Las mutaciones que tienen más “éxito” se imponen sobre los linajes de virus más “lentos”. Así, los contagios se multiplican y obligan a redoblar las medidas de seguridad. Esto no significa necesariamente que la enfermedad sea más virulenta o letal. Quizás se contagien más que antes los jóvenes y los niños. Habrá que esperar a ver cómo evoluciona el nuevo linaje que, a pesar de las medidas restrictivas en vuelos provenientes de Londres, ya se encuentra en decenas de países, desde Canadá a Italia y Australia.
En la Argentina, un estudio sobre más de 500 muestras de virus realizado por expertos de distintos institutos y universidades concluyó que el linaje de la “mutación británica” (conocida como B.1.1.7) todavía no circula en el país. Sin embargo, hay mutaciones similares ya en Brasil y en Sudáfrica y parece cuestión de tiempo detectarla también en el Cono Sur.
Cambia, todo cambia
Como sea, habrá que estar preparado para enfrentar cambios en el SARS-COV-2 durante bastante tiempo. Quizás, incluso, haya que adaptar los tests diagnósticos y las futuras vacunas a los nuevos caprichos biológicos del invisible enemigo que modificó completamente nuestra vida en el año 2020.

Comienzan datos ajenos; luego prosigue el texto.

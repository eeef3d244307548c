//! Lookup of logical column names against the headers of a loaded file.
//!
//! Headers in the wild differ from the names the views ask for in case,
//! accents and separators ("Note Praticien" vs `note_practicien`), so both
//! sides are normalized before comparing.

use serde::{Deserialize, Serialize};
use unicode_normalization::char::is_combining_mark;
use unicode_normalization::UnicodeNormalization;

/// Characters collapsed into `_` during normalization.
const SEPARATORS: [char; 6] = [' ', '-', ':', ';', ',', '.'];

/// Trim, strip diacritics, lowercase and fold separators into single
/// underscores, without leading or trailing underscores.
pub fn normalize(name: &str) -> String {
    let folded: String = name
        .trim()
        .nfkd()
        .filter(|c| !is_combining_mark(*c))
        .flat_map(char::to_lowercase)
        .map(|c| if SEPARATORS.contains(&c) { '_' } else { c })
        .collect();

    let mut out = String::with_capacity(folded.len());
    for c in folded.chars() {
        if c == '_' && out.ends_with('_') {
            continue;
        }
        out.push(c);
    }
    out.trim_matches('_').to_string()
}

/// A fallback applied when no header matches exactly.
///
/// The rule fires for targets whose normalized form contains any of
/// `triggers`, and accepts the first header whose normalized form contains
/// every entry of `required`.
#[derive(Debug, Clone, PartialEq, Eq, Serialize, Deserialize)]
pub struct HeuristicRule {
    pub triggers: Vec<String>,
    pub required: Vec<String>,
}

impl HeuristicRule {
    pub fn new(triggers: &[&str], required: &[&str]) -> Self {
        HeuristicRule {
            triggers: triggers.iter().map(|s| s.to_string()).collect(),
            required: required.iter().map(|s| s.to_string()).collect(),
        }
    }

    fn applies_to(&self, normalized_target: &str) -> bool {
        self.triggers.iter().any(|t| normalized_target.contains(t.as_str()))
    }

    fn accepts(&self, normalized_candidate: &str) -> bool {
        !self.required.is_empty()
            && self
                .required
                .iter()
                .all(|r| normalized_candidate.contains(r.as_str()))
    }
}

/// Resolves requested column names against the available headers.
///
/// Resolution order, first hit wins:
/// 1. normalized equality
/// 2. heuristic rules that apply to the target, in table order
/// 3. a header whose normalized form contains the normalized target
#[derive(Debug, Clone, PartialEq, Eq, Serialize, Deserialize)]
pub struct ColumnResolver {
    pub rules: Vec<HeuristicRule>,
}

impl Default for ColumnResolver {
    /// Grade lookups fall back to any "note … praticien" header.
    fn default() -> Self {
        ColumnResolver {
            rules: vec![HeuristicRule::new(&["note", "grade"], &["note", "praticien"])],
        }
    }
}

impl ColumnResolver {
    /// A resolver without heuristics: exact and substring matching only.
    pub fn without_heuristics() -> Self {
        ColumnResolver { rules: Vec::new() }
    }

    pub fn resolve<'a, S: AsRef<str>>(&self, target: &str, columns: &'a [S]) -> Option<&'a str> {
        let target_norm = normalize(target);
        let normalized: Vec<(&'a str, String)> = columns
            .iter()
            .map(|c| (c.as_ref(), normalize(c.as_ref())))
            .collect();

        if let Some((col, _)) = normalized.iter().find(|(_, n)| *n == target_norm) {
            return Some(*col);
        }

        for rule in self.rules.iter().filter(|r| r.applies_to(&target_norm)) {
            if let Some((col, _)) = normalized.iter().find(|(_, n)| rule.accepts(n)) {
                log::debug!("column '{target}' resolved to '{col}' by heuristic {:?}", rule.required);
                return Some(*col);
            }
        }

        if target_norm.is_empty() {
            return None;
        }
        normalized
            .iter()
            .find(|(_, n)| n.contains(target_norm.as_str()))
            .map(|(col, _)| *col)
    }
}

#[cfg(test)]
mod tests {
    use super::*;

    #[test]
    fn normalization_folds_case_accents_and_separators() {
        assert_eq!(normalize("  Note Praticien "), "note_praticien");
        assert_eq!(normalize("Durée - minutes"), "duree_minutes");
        assert_eq!(normalize("qualité;score.."), "qualite_score");
        assert_eq!(normalize("__Langue__"), "langue");
        assert_eq!(normalize("Élève:Âge"), "eleve_age");
    }

    #[test]
    fn exact_match_after_normalization() {
        let resolver = ColumnResolver::default();
        let cols = ["Qualité Score", "date"];
        assert_eq!(resolver.resolve("qualite_score", &cols), Some("Qualité Score"));
    }

    #[test]
    fn grade_lookup_finds_misspelled_header() {
        let resolver = ColumnResolver::default();
        let cols = ["Note Praticien", "date"];
        assert_eq!(resolver.resolve("note_practicien", &cols), Some("Note Praticien"));
    }

    #[test]
    fn unmatched_target_is_not_found() {
        let resolver = ColumnResolver::default();
        assert_eq!(resolver.resolve("grade", &["score_final"]), None);
        assert_eq!(resolver.resolve("", &["score_final"]), None);
    }

    #[test]
    fn substring_match_is_last_resort() {
        let resolver = ColumnResolver::default();
        let cols = ["session_date", "date_fin"];
        assert_eq!(resolver.resolve("date", &cols), Some("session_date"));
    }

    #[test]
    fn heuristics_only_fire_for_their_triggers() {
        let resolver = ColumnResolver::default();
        let cols = ["note_du_praticien"];
        assert_eq!(resolver.resolve("langue", &cols), None);
        assert_eq!(resolver.resolve("grade", &cols), Some("note_du_praticien"));
        assert_eq!(ColumnResolver::without_heuristics().resolve("grade", &cols), None);
    }

    #[test]
    fn exact_match_beats_heuristic() {
        let resolver = ColumnResolver::default();
        let cols = ["note_praticien_old", "Grade"];
        assert_eq!(resolver.resolve("grade", &cols), Some("Grade"));
    }

    #[test]
    fn resolution_is_repeatable() {
        let resolver = ColumnResolver::default();
        let cols = vec!["Note Praticien".to_string(), "date".to_string()];
        let first = resolver.resolve("note_practicien", &cols);
        assert_eq!(first, resolver.resolve("note_practicien", &cols));
    }
}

La inmunización de crecientes números de la población con vacunas autorizadas es, sin dudas, el camino de salida a esta pandemia, pero la completa vacunación no llegará hasta dentro de un par de años. Mientras tanto, habrá que seguir cuidándose, ya que el virus seguirá circulando y las reinfecciones, aunque infrecuentes, son posibles incluso en quienes ya padecieron COVID-19.
También habrá que encontrar la forma de no descuidar otras enfermedades que causan alta mortalidad en la población, como las cardiovasculares y los cánceres. Muchos médicos alertaron este año sobre el exceso de muertes por infarto y ACV que se produjeron por dedicar todos los recursos y camas al COVID mientras se recomendaba a la gente quedarse en casa. Se teme que, cuando todo esto pase, habrá un retroceso en el progreso que se había conseguido en otros frentes sanitarios, desde el dengue y el Chagas a la hipertensión y la obesidad.

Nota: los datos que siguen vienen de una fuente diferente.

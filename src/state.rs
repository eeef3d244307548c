use std::path::Path;
use std::sync::Arc;

use session_analyzer::config::AnalyzerConfig;
use session_analyzer::data::filter::{filter_rows, sort_view, RowFilter, SortState, TableView};
use session_analyzer::data::loader::load_file;
use session_analyzer::data::model::Dataset;
use session_analyzer::report::SessionReport;

// ---------------------------------------------------------------------------
// Views
// ---------------------------------------------------------------------------

#[derive(Debug, Clone, Copy, PartialEq, Eq, Default)]
pub enum Tab {
    #[default]
    TopValues,
    EntriesOverTime,
    ServiceTable,
    QualityHistogram,
    Interactions,
    Grades,
}

impl Tab {
    pub const ALL: [Tab; 6] = [
        Tab::TopValues,
        Tab::EntriesOverTime,
        Tab::ServiceTable,
        Tab::QualityHistogram,
        Tab::Interactions,
        Tab::Grades,
    ];

    pub fn title(self) -> &'static str {
        match self {
            Tab::TopValues => "Top Values",
            Tab::EntriesOverTime => "Entries Over Time",
            Tab::ServiceTable => "Service Table",
            Tab::QualityHistogram => "Qualite Score Histogram",
            Tab::Interactions => "Interactions Compare",
            Tab::Grades => "Practitioner Grades",
        }
    }
}

/// Filter and sort selections of the raw-data table.
#[derive(Debug, Clone, Default)]
pub struct TableState {
    pub filter: RowFilter,
    pub sort: SortState,
    /// Rows currently shown (cached).
    pub view: TableView,
}

// ---------------------------------------------------------------------------
// Application state
// ---------------------------------------------------------------------------

/// The full UI state, independent of rendering.
pub struct AppState {
    pub config: AnalyzerConfig,

    /// Loaded dataset (None until user loads a file).
    pub dataset: Option<Dataset>,

    /// All views computed for the loaded dataset.
    pub report: Option<Arc<SessionReport>>,

    pub active_tab: Tab,

    pub table: TableState,

    /// Status / error message shown in the UI.
    pub status_message: Option<String>,

    /// Whether a file loading operation is in progress.
    pub loading: bool,
}

impl AppState {
    pub fn new(config: AnalyzerConfig) -> Self {
        Self {
            config,
            dataset: None,
            report: None,
            active_tab: Tab::default(),
            table: TableState::default(),
            status_message: None,
            loading: false,
        }
    }

    /// Ingest a newly loaded dataset, compute every view and reset the table.
    pub fn set_dataset(&mut self, dataset: Dataset) {
        self.report = Some(Arc::new(SessionReport::build(&dataset, &self.config)));
        self.table = TableState {
            view: TableView::all(&dataset),
            ..TableState::default()
        };
        self.dataset = Some(dataset);
        self.status_message = None;
        self.loading = false;
    }

    /// Load `path`; on failure the previous dataset stays in place.
    pub fn open_path(&mut self, path: &Path) {
        self.loading = true;
        match load_file(path) {
            Ok(dataset) => {
                log::info!(
                    "Loaded {} rows with columns {:?}",
                    dataset.len(),
                    dataset.column_names
                );
                self.set_dataset(dataset);
            }
            Err(e) => {
                log::error!("Failed to load file: {e:#}");
                self.status_message = Some(format!("Failed to load CSV: {e:#}"));
                self.loading = false;
            }
        }
    }

    /// Column the table filter applies to, once resolved.
    pub fn filter_column(&self) -> Option<&str> {
        self.report
            .as_ref()?
            .service_filter
            .as_ref()
            .ok()
            .map(|f| f.column.as_str())
    }

    /// Recompute the table view after a filter or sort change.
    pub fn refilter(&mut self) {
        let Some(ds) = &self.dataset else {
            return;
        };
        let column = self.filter_column().unwrap_or_default().to_string();
        let mut view = filter_rows(ds, &column, &self.table.filter);
        if let Some(sort_col) = &self.table.sort.column {
            view = sort_view(ds, &view, sort_col, self.table.sort.ascending);
        }
        log::debug!("table view: {} of {} rows", view.len(), ds.len());
        self.table.view = view;
    }

    /// Select a dropdown entry of the table filter.
    pub fn set_filter(&mut self, filter: RowFilter) {
        self.table.filter = filter;
        self.refilter();
    }

    /// Header click on `column`: toggles direction for the same column.
    pub fn request_sort(&mut self, column: &str) {
        self.table.sort.request(column);
        self.refilter();
    }
}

“La pandemia este año ha sido muy severa”, reconoció Mike Ryan, el director de Emergencias de la OMS. “Se ha expandido por el mundo rápidamente y ha causado muchas muertes, pero –advirtió- no fue necesariamente la gran pandemia. Tenemos que prepararnos para algo más serio en el futuro”.

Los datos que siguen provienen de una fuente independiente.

use serde::{Deserialize, Serialize};

use super::error::AnalysisError;
use super::stats;
use crate::data::model::Dataset;

/// Fraction of the data range added on each side of a histogram's x-axis.
const DISPLAY_PADDING_FRACTION: f64 = 0.1;
/// Padding used instead when every value is identical.
const MIN_DISPLAY_PADDING: f64 = 0.05;

/// An inclusive numeric bound applied before any statistic is computed.
#[derive(Debug, Clone, Copy, PartialEq, Serialize, Deserialize)]
pub struct ClampRange {
    pub min: f64,
    pub max: f64,
}

impl ClampRange {
    pub fn new(min: f64, max: f64) -> Self {
        ClampRange { min, max }
    }

    pub fn contains(&self, v: f64) -> bool {
        v >= self.min && v <= self.max
    }
}

/// Summary statistics of the valid values.
#[derive(Debug, Clone, PartialEq, Serialize)]
pub struct Summary {
    pub count: usize,
    pub mean: f64,
    pub median: f64,
    /// Sample standard deviation; `None` with fewer than two values.
    pub std_dev: Option<f64>,
    pub min: f64,
    pub max: f64,
}

impl Summary {
    /// Statistics over a non-empty slice.
    pub fn of(values: &[f64]) -> Option<Self> {
        let (min, max) = stats::min_max(values)?;
        Some(Summary {
            count: values.len(),
            mean: stats::mean(values)?,
            median: stats::median(values)?,
            std_dev: stats::sample_std_dev(values),
            min,
            max,
        })
    }
}

/// Equal-width histogram plus summary statistics.
#[derive(Debug, Clone, PartialEq, Serialize)]
pub struct Histogram {
    pub column: String,
    /// `counts.len() + 1` ascending edges.
    pub bin_edges: Vec<f64>,
    pub counts: Vec<usize>,
    pub summary: Summary,
    /// Explicit bounds the values were clamped to, if any.
    pub range: Option<ClampRange>,
}

impl Histogram {
    /// x-axis extent for drawing. A clamped histogram shows exactly its
    /// range; otherwise the data range is padded on both sides.
    pub fn display_range(&self) -> (f64, f64) {
        if let Some(r) = self.range {
            return (r.min, r.max);
        }
        let (lo, hi) = (self.summary.min, self.summary.max);
        let mut padding = (hi - lo) * DISPLAY_PADDING_FRACTION;
        if padding == 0.0 {
            padding = MIN_DISPLAY_PADDING;
        }
        (lo - padding, hi + padding)
    }

    pub fn bin_width(&self) -> f64 {
        match self.bin_edges.as_slice() {
            [first, second, ..] => second - first,
            _ => 0.0,
        }
    }

    /// `(left edge, width, count)` per bin.
    pub fn bars(&self) -> impl Iterator<Item = (f64, f64, usize)> + '_ {
        self.bin_edges
            .windows(2)
            .zip(&self.counts)
            .map(|(w, &c)| (w[0], w[1] - w[0], c))
    }
}

/// Bin `values` into `bins` equal-width bins over `[lo, hi]`.
///
/// The last bin is closed on the right; values outside the range are not
/// counted. A zero-width range is widened by half a unit on each side.
pub fn bin_values(values: &[f64], bins: usize, lo: f64, hi: f64) -> (Vec<f64>, Vec<usize>) {
    let bins = bins.max(1);
    let (lo, hi) = if lo == hi { (lo - 0.5, hi + 0.5) } else { (lo, hi) };
    let width = (hi - lo) / bins as f64;

    let mut edges: Vec<f64> = (0..bins).map(|i| lo + width * i as f64).collect();
    edges.push(hi);

    let mut counts = vec![0usize; bins];
    for &v in values {
        if v < lo || v > hi {
            continue;
        }
        let idx = (((v - lo) / width) as usize).min(bins - 1);
        // Guard against float error putting a value on the wrong side of an edge.
        let idx = if v < edges[idx] {
            idx.saturating_sub(1)
        } else if idx + 1 < bins && v >= edges[idx + 1] {
            idx + 1
        } else {
            idx
        };
        counts[idx] += 1;
    }
    (edges, counts)
}

/// Histogram and summary of a numeric column.
///
/// Cells that do not parse as numbers are dropped. With `range`, values
/// outside it are dropped too and the bins span exactly the range;
/// otherwise they span the data's own minimum and maximum.
pub fn compute_histogram(
    dataset: &Dataset,
    column: &str,
    bins: usize,
    range: Option<ClampRange>,
) -> Result<Histogram, AnalysisError> {
    if dataset.column_index(column).is_none() {
        return Err(AnalysisError::missing_column(column, &dataset.column_names));
    }
    let values: Vec<f64> = super::numeric_cells(dataset, column)
        .into_iter()
        .flatten()
        .collect();
    histogram_of(column, &values, bins, range)
}

/// [`compute_histogram`] over values already extracted from a column.
pub fn histogram_of(
    column: &str,
    values: &[f64],
    bins: usize,
    range: Option<ClampRange>,
) -> Result<Histogram, AnalysisError> {
    if values.is_empty() {
        return Err(AnalysisError::NoValidData {
            column: column.to_string(),
        });
    }

    let kept: Vec<f64> = match range {
        Some(r) => values.iter().copied().filter(|&v| r.contains(v)).collect(),
        None => values.to_vec(),
    };
    let Some(summary) = Summary::of(&kept) else {
        let r = range.unwrap_or(ClampRange::new(f64::NAN, f64::NAN));
        return Err(AnalysisError::NoDataInRange {
            column: column.to_string(),
            min: r.min,
            max: r.max,
        });
    };

    let (lo, hi) = match range {
        Some(r) => (r.min, r.max),
        None => (summary.min, summary.max),
    };
    let (bin_edges, counts) = bin_values(&kept, bins, lo, hi);

    log::debug!(
        "histogram of '{column}': {} values in {} bins over [{lo}, {hi}]",
        kept.len(),
        counts.len()
    );

    Ok(Histogram {
        column: column.to_string(),
        bin_edges,
        counts,
        summary,
        range,
    })
}

#[cfg(test)]
mod tests {
    use super::*;
    use crate::data::model::CellValue;

    fn scores(values: &[&str]) -> Dataset {
        Dataset::from_rows(
            vec!["qualite_score".into()],
            values.iter().map(|v| vec![CellValue::from_raw(v)]).collect(),
        )
    }

    #[test]
    fn counts_cover_every_valid_value() {
        let ds = scores(&["0.15", "0.55", "0.95", "abc", "", "0.55", "1.0", "0.0"]);
        let h = compute_histogram(&ds, "qualite_score", 10, None).unwrap();
        assert_eq!(h.counts.iter().sum::<usize>(), 6);
        assert_eq!(h.summary.count, 6);
        assert_eq!(h.bin_edges.len(), 11);
        assert_eq!(h.bin_edges[0], 0.0);
        assert_eq!(h.bin_edges[10], 1.0);
        assert_eq!(h.counts[0], 1);
        // Maximum lands in the closed last bin.
        assert_eq!(h.counts[9], 2);
    }

    #[test]
    fn summary_uses_sample_standard_deviation() {
        let ds = scores(&["1", "2", "3", "4"]);
        let s = compute_histogram(&ds, "qualite_score", 4, None).unwrap().summary;
        assert_eq!(s.mean, 2.5);
        assert_eq!(s.median, 2.5);
        assert!((s.std_dev.unwrap() - (5.0f64 / 3.0).sqrt()).abs() < 1e-12);
        assert_eq!((s.min, s.max), (1.0, 4.0));
    }

    #[test]
    fn clamp_drops_out_of_range_values() {
        let ds = scores(&["-1", "0", "2.5", "5", "7", "4.9"]);
        let h = compute_histogram(&ds, "qualite_score", 10, Some(ClampRange::new(0.0, 5.0))).unwrap();
        assert_eq!(h.counts.iter().sum::<usize>(), 4);
        assert_eq!(h.bin_edges[0], 0.0);
        assert_eq!(h.bin_edges[10], 5.0);
        assert_eq!(h.counts[0], 1);
        assert_eq!(h.counts[5], 1);
        assert_eq!(h.counts[9], 2);
        assert_eq!(h.display_range(), (0.0, 5.0));
    }

    #[test]
    fn empty_states_are_distinct() {
        let ds = scores(&["x", ""]);
        assert!(matches!(
            compute_histogram(&ds, "qualite_score", 10, None),
            Err(AnalysisError::NoValidData { .. })
        ));

        let ds = scores(&["8", "9"]);
        assert!(matches!(
            compute_histogram(&ds, "qualite_score", 10, Some(ClampRange::new(0.0, 5.0))),
            Err(AnalysisError::NoDataInRange { .. })
        ));

        assert!(matches!(
            compute_histogram(&ds, "note", 10, None),
            Err(AnalysisError::MissingColumn { .. })
        ));
    }

    #[test]
    fn identical_values_still_bin_and_pad_for_display() {
        let ds = scores(&["0.7", "0.7", "0.7"]);
        let h = compute_histogram(&ds, "qualite_score", 10, None).unwrap();
        assert_eq!(h.counts.iter().sum::<usize>(), 3);
        let (lo, hi) = h.display_range();
        assert!((lo - 0.65).abs() < 1e-12);
        assert!((hi - 0.75).abs() < 1e-12);
    }

    #[test]
    fn display_range_pads_ten_percent() {
        let ds = scores(&["0", "10"]);
        let h = compute_histogram(&ds, "qualite_score", 5, None).unwrap();
        assert_eq!(h.display_range(), (-1.0, 11.0));
        assert_eq!(h.bin_width(), 2.0);
        assert_eq!(h.bars().count(), 5);
    }

    mod properties {
        use super::*;
        use proptest::prelude::*;

        fn cell() -> impl Strategy<Value = String> {
            prop_oneof![
                3 => (-1e3..1e3f64).prop_map(|v| v.to_string()),
                2 => (-1000i64..1000).prop_map(|v| v.to_string()),
                1 => Just(String::new()),
                1 => "[a-z]{1,4}",
            ]
        }

        fn clamp() -> impl Strategy<Value = Option<ClampRange>> {
            proptest::option::of(
                (-1e3..1e3f64, 0.0..1e3f64).prop_map(|(lo, w)| ClampRange::new(lo, lo + w)),
            )
        }

        proptest! {
            #[test]
            fn counts_cover_every_valid_value_in_range(
                cells in prop::collection::vec(cell(), 0..80),
                bins in 1usize..=50,
                range in clamp(),
            ) {
                let raw: Vec<&str> = cells.iter().map(String::as_str).collect();
                let ds = scores(&raw);
                let valid: Vec<f64> = raw
                    .iter()
                    .filter_map(|s| CellValue::from_raw(s).as_f64())
                    .collect();
                let in_range = valid
                    .iter()
                    .filter(|&&v| range.map_or(true, |r| r.contains(v)))
                    .count();

                let result = compute_histogram(&ds, "qualite_score", bins, range);
                match &result {
                    Ok(h) => {
                        prop_assert_eq!(h.counts.iter().sum::<usize>(), in_range);
                        prop_assert_eq!(h.summary.count, in_range);
                        prop_assert_eq!(h.counts.len(), bins);
                        prop_assert_eq!(h.bin_edges.len(), bins + 1);
                        prop_assert!(h.bin_edges.windows(2).all(|w| w[0] <= w[1]));
                    }
                    Err(AnalysisError::NoValidData { .. }) => prop_assert!(valid.is_empty()),
                    Err(AnalysisError::NoDataInRange { .. }) => {
                        prop_assert!(!valid.is_empty());
                        prop_assert_eq!(in_range, 0);
                    }
                    Err(other) => prop_assert!(false, "unexpected {:?}", other),
                }
                prop_assert_eq!(&result, &compute_histogram(&ds, "qualite_score", bins, range));
            }
        }
    }
}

América ha sido el continente más golpeado. «Desde el inicio de esta pandemia, la Región de las Américas ha registrado casi 31 millones de casos y 787.000 muertes por COVID-19. Esto representa aproximadamente la mitad de todas las infecciones y muertes por esta enfermedad en todo el mundo», dijo Clarissa Etienne, directora de la Organización Panamericana de la Salud (OPS).
Tiempo de celebrar
Por el momento, es tiempo de celebrar la llegada de vacunas para quienes enfrentan los mayores riesgos: el personal de salud, los mayores de 60 años y quienes padecen comorbilidades como diabetes, hipertensión, antecedentes cardíacos y obesidad. También será prioritario inmunizar a trabajadores esenciales, docentes y personas en situaciones de alta vulnerabilidad social. Hasta el momento hay sólo 3 vacunas autorizadas en el mundo, pero todas tienen más de un 90% de eficacia para evitar las formas graves de la enfermedad. Y pronto vendrán más y mejores productos para inmunizar a la población.
Es cierto que habrá que esperar meses para evaluar la seguridad de las vacunas en las embarazadas, los pacientes inmunosuprimidos y, por supuesto, los niños. Pero hay razones para brindar por un simbólico cambio de año. Se han perdido muchas vidas, se han cometido errores sanitarios y se ha generado una epidemia de desinformación, se ha tratocado la economía de miles de millones en el mundo y hasta se ha perdido la posibilidad de despedir a los difuntos y de educar formalmente a muchos chicos, pero también se han hecho grandes avances científicos y médicos, que eran impensables el 11 de marzo pasado, cuando la OMS declaró el estado de pandemia.
En cualquier caso, el alivio de dejar el 2020 atrás es indiscutible. Pero el desafío del COVID-19 continuará.